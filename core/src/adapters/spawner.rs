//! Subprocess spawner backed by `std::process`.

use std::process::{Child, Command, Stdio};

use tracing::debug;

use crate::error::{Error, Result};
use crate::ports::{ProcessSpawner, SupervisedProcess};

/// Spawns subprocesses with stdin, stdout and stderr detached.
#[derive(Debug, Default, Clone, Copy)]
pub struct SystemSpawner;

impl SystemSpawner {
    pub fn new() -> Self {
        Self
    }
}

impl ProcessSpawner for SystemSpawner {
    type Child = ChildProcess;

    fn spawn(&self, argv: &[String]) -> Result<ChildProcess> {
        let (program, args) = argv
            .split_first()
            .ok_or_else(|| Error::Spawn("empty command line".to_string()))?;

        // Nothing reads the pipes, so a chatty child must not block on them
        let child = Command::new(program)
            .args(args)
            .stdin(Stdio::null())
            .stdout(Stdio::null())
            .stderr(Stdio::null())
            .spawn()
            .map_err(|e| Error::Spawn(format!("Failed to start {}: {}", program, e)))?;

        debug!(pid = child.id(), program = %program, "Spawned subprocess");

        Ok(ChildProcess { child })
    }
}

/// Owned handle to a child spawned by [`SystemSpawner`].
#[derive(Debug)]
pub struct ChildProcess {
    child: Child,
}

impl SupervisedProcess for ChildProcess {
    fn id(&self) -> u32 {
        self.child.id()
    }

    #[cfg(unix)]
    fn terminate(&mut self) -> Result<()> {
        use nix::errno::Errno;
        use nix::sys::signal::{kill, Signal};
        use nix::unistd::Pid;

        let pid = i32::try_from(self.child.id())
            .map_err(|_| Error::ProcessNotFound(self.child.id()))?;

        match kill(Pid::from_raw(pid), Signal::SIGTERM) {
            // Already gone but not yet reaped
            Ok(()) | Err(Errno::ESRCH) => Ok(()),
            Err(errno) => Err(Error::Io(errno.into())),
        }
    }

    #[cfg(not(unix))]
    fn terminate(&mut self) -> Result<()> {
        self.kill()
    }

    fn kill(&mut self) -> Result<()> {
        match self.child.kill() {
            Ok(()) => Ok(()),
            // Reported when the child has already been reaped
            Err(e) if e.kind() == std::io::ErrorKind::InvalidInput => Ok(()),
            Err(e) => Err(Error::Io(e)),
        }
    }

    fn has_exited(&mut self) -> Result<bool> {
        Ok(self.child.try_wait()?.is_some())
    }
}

**Problem to work on:**
Print exactly the lines above, between the one holding "use tracing::debug;" and the one holding "use nix::unistd::Pid;", inclusive, and nothing besides.

**Final answer:**
use tracing::debug;

use crate::error::{Error, Result};
use crate::ports::{ProcessSpawner, SupervisedProcess};

/// Spawns subprocesses with stdin, stdout and stderr detached.
#[derive(Debug, Default, Clone, Copy)]
pub struct SystemSpawner;

impl SystemSpawner {
    pub fn new() -> Self {
        Self
    }
}

impl ProcessSpawner for SystemSpawner {
    type Child = ChildProcess;

    fn spawn(&self, argv: &[String]) -> Result<ChildProcess> {
        let (program, args) = argv
            .split_first()
            .ok_or_else(|| Error::Spawn("empty command line".to_string()))?;

        // Nothing reads the pipes, so a chatty child must not block on them
        let child = Command::new(program)
            .args(args)
            .stdin(Stdio::null())
            .stdout(Stdio::null())
            .stderr(Stdio::null())
            .spawn()
            .map_err(|e| Error::Spawn(format!("Failed to start {}: {}", program, e)))?;

        debug!(pid = child.id(), program = %program, "Spawned subprocess");

        Ok(ChildProcess { child })
    }
}

/// Owned handle to a child spawned by [`SystemSpawner`].
#[derive(Debug)]
pub struct ChildProcess {
    child: Child,
}

impl SupervisedProcess for ChildProcess {
    fn id(&self) -> u32 {
        self.child.id()
    }

    #[cfg(unix)]
    fn terminate(&mut self) -> Result<()> {
        use nix::errno::Errno;
        use nix::sys::signal::{kill, Signal};
        use nix::unistd::Pid;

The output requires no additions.